> INFORMATION SUPPLIED
------------------------------------

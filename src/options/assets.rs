use std::path::PathBuf;

use serde::{Deserialize, Serialize};

#[derive(Debug, Clone, Serialize, Deserialize, PartialEq)]
#[serde(default)]
/// Asset locations, relative to `base_dir` unless absolute.
pub struct AssetOptions {
    /// Directory all relative asset paths resolve against.
    pub base_dir: PathBuf,
    /// glTF model to display.
    pub model: PathBuf,
    /// Equirectangular Radiance HDR for the realistic view.
    pub environment: Option<PathBuf>,
}

impl Default for AssetOptions {
    fn default() -> Self {
        Self {
            base_dir: PathBuf::from("assets"),
            model: PathBuf::from("models/humanoid_robot_face/scene.gltf"),
            environment: Some(PathBuf::from("skybox_4k.hdr")),
        }
    }
}

impl AssetOptions {
    /// Resolved model path.
    #[must_use]
    pub fn model_path(&self) -> PathBuf {
        self.base_dir.join(&self.model)
    }

    /// Resolved environment path, if one is configured.
    #[must_use]
    pub fn environment_path(&self) -> Option<PathBuf> {
        self.environment.as_ref().map(|p| self.base_dir.join(p))
    }
}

------------------------------------

Output these and nothing else: the lines from the one holding "the realistic view." through the final line of the entries above, exactly as they appear.

    /// Equirectangular Radiance HDR for the realistic view.
    pub environment: Option<PathBuf>,
}

impl Default for AssetOptions {
    fn default() -> Self {
        Self {
            base_dir: PathBuf::from("assets"),
            model: PathBuf::from("models/humanoid_robot_face/scene.gltf"),
            environment: Some(PathBuf::from("skybox_4k.hdr")),
        }
    }
}

impl AssetOptions {
    /// Resolved model path.
    #[must_use]
    pub fn model_path(&self) -> PathBuf {
        self.base_dir.join(&self.model)
    }

    /// Resolved environment path, if one is configured.
    #[must_use]
    pub fn environment_path(&self) -> Option<PathBuf> {
        self.environment.as_ref().map(|p| self.base_dir.join(p))
    }
}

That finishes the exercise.